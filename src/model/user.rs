use crate::model::Id;
use serde::{Deserialize, Serialize};
use pbkdf2::pbkdf2_hmac;
use sha2::Sha256;

const HASH_ALGORITHM: &str = "pbkdf2_sha256";
/// Iteration count for new hashes. Stored hashes carry their own count.
pub const PASSWORD_ITERATIONS: u32 = 600_000;
const DERIVED_KEY_LEN: usize = 32;

#[derive(Debug, Clone, PartialEq, Serialize, Deserialize)]
pub struct User {
    pub id: Id,
    pub username: String,
    #[serde(skip_serializing)]
    pub password_hash: String, // "pbkdf2_sha256$<iterations>$<salt>$<hex key>"
    pub date_joined: String,   // ISO 8601 timestamp
}

impl User {
    pub fn verify_password(&self, password: &str) -> bool {
        let mut parts = self.password_hash.splitn(4, '$');
        match (parts.next(), parts.next(), parts.next(), parts.next()) {
            (Some(HASH_ALGORITHM), Some(iterations), Some(salt), Some(key)) => {
                match iterations.parse::<u32>() {
                    Ok(iterations) if iterations > 0 => {
                        derive_key(password, salt, iterations) == key
                    }
                    _ => false,
                }
            }
            _ => false,
        }
    }
}

/// Input model for registering a user. Both fields are optional at the wire
/// level so that missing ones are reported with a readable message.
#[derive(Debug, Clone, Default, Deserialize)]
pub struct RegisterRequest {
    pub username: Option<String>,
    pub password: Option<String>,
}

/// A user ready to be stored, with the password already hashed
#[derive(Debug, Clone, PartialEq)]
pub struct NewUser {
    pub username: String,
    pub password_hash: String,
    pub date_joined: String,
}

impl NewUser {
    pub fn new(username: String, password: &str) -> Self {
        Self {
            username,
            password_hash: hash_password(password),
            date_joined: chrono::Utc::now().to_rfc3339(),
        }
    }
}

/// PBKDF2-HMAC-SHA256 of the password with a random salt
pub fn hash_password(password: &str) -> String {
    hash_password_with_iterations(password, PASSWORD_ITERATIONS)
}

pub fn hash_password_with_iterations(password: &str, iterations: u32) -> String {
    let salt = uuid::Uuid::new_v4().simple().to_string();
    let key = derive_key(password, &salt, iterations);
    format!("{}${}${}${}", HASH_ALGORITHM, iterations, salt, key)
}

fn derive_key(password: &str, salt: &str, iterations: u32) -> String {
    let mut key = [0u8; DERIVED_KEY_LEN];
    pbkdf2_hmac::<Sha256>(password.as_bytes(), salt.as_bytes(), iterations, &mut key);
    hex::encode(key)
}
------------------------
## WHAT YOU WILL DO
Transcribe the records above exactly, from the opening line down to and including the line with "their own count.".

## RESPONSE TO THE EXERCISE
filename src/model/user.rs
use crate::model::Id;
use serde::{Deserialize, Serialize};
use pbkdf2::pbkdf2_hmac;
use sha2::Sha256;

const HASH_ALGORITHM: &str = "pbkdf2_sha256";
/// Iteration count for new hashes. Stored hashes carry their own count.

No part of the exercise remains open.